そのファミリーの中の男の子が、このねずみの足下にある一円玉を見て、お金を見つけた!と大喜びで持っていこうとしたのです。すると一緒に居た父親が、それは誰かが祈りを込めて置いていったものだから、持っていっては駄目だと、言下に子供をたしなめたのです。

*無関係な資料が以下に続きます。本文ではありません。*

//! Billing plan terms.

use rust_decimal::Decimal;
use serde::{Deserialize, Serialize};

use crate::domain::foundation::ValidationError;

/// Billing terms configured for a membership.
///
/// The plan is stored as a whole or not at all: a membership either has a
/// complete `PlanTerms` or none. Partial plans are unrepresentable.
///
/// # Invariants
///
/// - `amount` is non-negative
/// - `billing_day` is in 1..=31 (the billing cycle clamps to 28 when
///   computing charge dates)
/// - `currency` and `channel` are non-empty
#[derive(Debug, Clone, PartialEq, Eq, Serialize, Deserialize)]
pub struct PlanTerms {
    /// Monthly amount charged to the client.
    pub amount: Decimal,

    /// ISO currency code, e.g. "USD".
    pub currency: String,

    /// Day of month the charge is anchored to.
    pub billing_day: u8,

    /// Delivery channel for plan notifications ("email" or "sms").
    pub channel: String,

    /// Free-form note included when the plan is delivered.
    pub message: Option<String>,
}

impl PlanTerms {
    /// Creates validated plan terms.
    ///
    /// # Errors
    ///
    /// Returns `ValidationError` if the amount is negative, the billing day
    /// is outside 1..=31, or currency/channel are empty.
    pub fn new(
        amount: Decimal,
        currency: impl Into<String>,
        billing_day: u8,
        channel: impl Into<String>,
        message: Option<String>,
    ) -> Result<Self, ValidationError> {
        let currency = currency.into();
        let channel = channel.into();

        if amount.is_sign_negative() {
            return Err(ValidationError::invalid_format(
                "amount",
                "must not be negative",
            ));
        }
        if !(1..=31).contains(&billing_day) {
            return Err(ValidationError::out_of_range(
                "billing_day",
                1,
                31,
                billing_day as i32,
            ));
        }
        if currency.is_empty() {
            return Err(ValidationError::empty_field("currency"));
        }
        if channel.is_empty() {
            return Err(ValidationError::empty_field("channel"));
        }

        Ok(Self {
            amount,
            currency,
            billing_day,
            channel,
            message,
        })
    }
}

無論話していたのは英語ですから正確かどうかは判りませんが、大意は間違っていないでしょう。

このことから考えると、少なくとも彼らにもここが神聖な祈りの場であり、石像もそれぞれの神の使いであるという事が伝わっている様ですね。およそ一神教を信じる彼らには理解しがたいであろう神道の場にあっても、それを尊重しようとする姿勢が見えた事には好感が持てました。また、ちゃんと子供を叱る事が出来るという事も、同じ親として何だか嬉しかったですね。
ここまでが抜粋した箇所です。